§ Task: Within this listing, how many lines carry the string "parsing"? State the number only.

§ Task data:
//! Cache and rewrite rules.
//!
//! Rules are evaluated in registration order and the first regex matching the
//! request path wins. A path no rule matches is proxied transparently.

use chrono::TimeDelta;
use regex::Regex;
use thiserror::Error;

#[derive(Debug, Error)]
pub enum RuleError {
    #[error("invalid rule pattern: {0}")]
    Pattern(#[from] regex::Error),

    /// With a finite cache time, a refresh window at or above it would never
    /// fire.
    #[error("cache duration must be greater than refresh duration")]
    CacheNotAboveRefresh,

    #[error("replace source must not be empty")]
    EmptySource,
}

/// Decides how long matching paths stay cached.
///
/// `cache` is the hard TTL after which the entry must be fetched again; zero
/// means it never expires. `refresh` is the window after which the entry is
/// revalidated against the origin even while still within its TTL; zero means
/// never.
#[derive(Debug)]
pub struct Rule {
    regex: Regex,
    cache: TimeDelta,
    refresh: TimeDelta,
}

impl Rule {
    pub fn new(regex: &str, cache: TimeDelta, refresh: TimeDelta) -> Result<Self, RuleError> {
        if cache > TimeDelta::zero() && cache <= refresh {
            return Err(RuleError::CacheNotAboveRefresh);
        }
        Ok(Rule {
            regex: Regex::new(regex)?,
            cache,
            refresh,
        })
    }

    pub fn matches(&self, path: &str) -> bool {
        self.regex.is_match(path)
    }

    pub fn cache(&self) -> TimeDelta {
        self.cache
    }

    pub fn refresh(&self) -> TimeDelta {
        self.refresh
    }
}

/// Rewrites occurrences of `old` to `new` in the bodies of matching paths.
#[derive(Debug)]
pub struct ReplaceRule {
    regex: Regex,
    pattern: Vec<u8>,
    replacement: Vec<u8>,
}

impl ReplaceRule {
    pub fn new(regex: &str, old: &str, new: &str) -> Result<Self, RuleError> {
        if old.is_empty() {
            return Err(RuleError::EmptySource);
        }
        Ok(ReplaceRule {
            regex: Regex::new(regex)?,
            pattern: old.as_bytes().to_vec(),
            replacement: new.as_bytes().to_vec(),
        })
    }

    pub fn matches(&self, path: &str) -> bool {
        self.regex.is_match(path)
    }

    pub fn pattern(&self) -> &[u8] {
        &self.pattern
    }

    pub fn replacement(&self) -> &[u8] {
        &self.replacement
    }
}

#[cfg(test)]
mod tests {
    use super::*;

    #[test]
    fn test_rejects_cache_not_above_refresh() {
        assert!(matches!(
            Rule::new(".*", TimeDelta::minutes(5), TimeDelta::minutes(5)),
            Err(RuleError::CacheNotAboveRefresh)
        ));
        assert!(matches!(
            Rule::new(".*", TimeDelta::minutes(5), TimeDelta::minutes(10)),
            Err(RuleError::CacheNotAboveRefresh)
        ));
    }

    #[test]
    fn test_accepts_cache_above_refresh() {
        assert!(Rule::new(".*", TimeDelta::minutes(10), TimeDelta::minutes(5)).is_ok());
    }

    #[test]
    fn test_eternal_cache_accepts_any_refresh() {
        // cache == 0 means "never expires"; the ordering constraint does not
        // apply to it.
        assert!(Rule::new(".*", TimeDelta::zero(), TimeDelta::zero()).is_ok());
        assert!(Rule::new(".*", TimeDelta::zero(), TimeDelta::hours(1)).is_ok());
    }

    #[test]
    fn test_rejects_invalid_regex() {
        assert!(matches!(
            Rule::new("(unclosed", TimeDelta::zero(), TimeDelta::zero()),
            Err(RuleError::Pattern(_))
        ));
    }

    #[test]
    fn test_replace_rejects_empty_source() {
        assert!(matches!(
            ReplaceRule::new(".*", "", "replacement"),
            Err(RuleError::EmptySource)
        ));
    }

    #[test]
    fn test_rule_matching() {
        let rule = Rule::new(r"\.iso$", TimeDelta::zero(), TimeDelta::zero()).unwrap();
        assert!(rule.matches("images/boot.iso"));
        assert!(!rule.matches("images/boot.iso.sig"));
    }
}
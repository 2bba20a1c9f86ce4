//! A utility module for parsing human-readable duration strings like `10s`,
//! `5min` or `24h` into [std::time::Duration] values.

use std::error::Error;
use std::fmt::{Display, Formatter};
use std::num::ParseIntError;
use std::time::Duration;

/// An error that can occur while parsing a human-readable duration string.
#[derive(Debug)]
pub enum ParserError {
    /// An error that occurred while parsing an integer value.
    ParseIntError(ParseIntError),
    /// An invalid unit was encountered.
    InvalidUnit(String),
    /// The input string consists only of whitespace.
    OnlyWhitespace,
}

impl Display for ParserError {
    fn fmt(&self, f: &mut Formatter<'_>) -> std::fmt::Result {
        match self {
            ParserError::ParseIntError(e) => write!(f, "Failed to parse integer: {e}"),
            ParserError::InvalidUnit(unit) => write!(f, "Invalid duration unit: '{unit}'"),
            ParserError::OnlyWhitespace => write!(f, "Input consists only of whitespace"),
        }
    }
}

impl Error for ParserError {}

impl From<ParseIntError> for ParserError {
    fn from(e: ParseIntError) -> Self {
        ParserError::ParseIntError(e)
    }
}

/// Parses a human-readable duration string into a [Duration].
///
/// Multiple components are summed, so `1h 30min` is ninety minutes. A bare
/// number counts as seconds; `0` is the zero duration.
pub fn parse_duration_from_str(input: &str) -> Result<Duration, ParserError> {
    let input = input.trim();
    if input.is_empty() {
        return Err(ParserError::OnlyWhitespace);
    }

    let mut pos = 0;
    let mut accumulator = Duration::ZERO;
    while pos < input.len() {
        pos += next_token(&input[pos..], u8::is_ascii_whitespace).len();
        if pos >= input.len() {
            break;
        }
        let value_token = next_token(&input[pos..], u8::is_ascii_digit);
        pos += value_token.len();
        let unit_token = next_token(&input[pos..], u8::is_ascii_alphabetic);
        pos += unit_token.len();
        let value: u64 = value_token.parse()?;
        let unit_millis = parse_unit_from_str(unit_token)?;
        accumulator += Duration::from_millis(value.saturating_mul(unit_millis));
    }
    Ok(accumulator)
}

fn next_token(input: &str, predicate: impl FnMut(&u8) -> bool) -> &str {
    &input[..input
        .as_bytes()
        .iter()
        .copied()
        .take_while(predicate)
        .count()]
}

/// Returns the unit's length in milliseconds.
fn parse_unit_from_str(unit: &str) -> Result<u64, ParserError> {
    match unit {
        "ms" => Ok(1),
        "" | "s" | "sec" | "secs" => Ok(1_000),
        "m" | "min" | "mins" => Ok(60 * 1_000),
        "h" | "hr" | "hour" | "hours" => Ok(60 * 60 * 1_000),
        "d" | "day" | "days" => Ok(24 * 60 * 60 * 1_000),
        _ => Err(ParserError::InvalidUnit(unit.to_string())),
    }
}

§ Result of the task: 3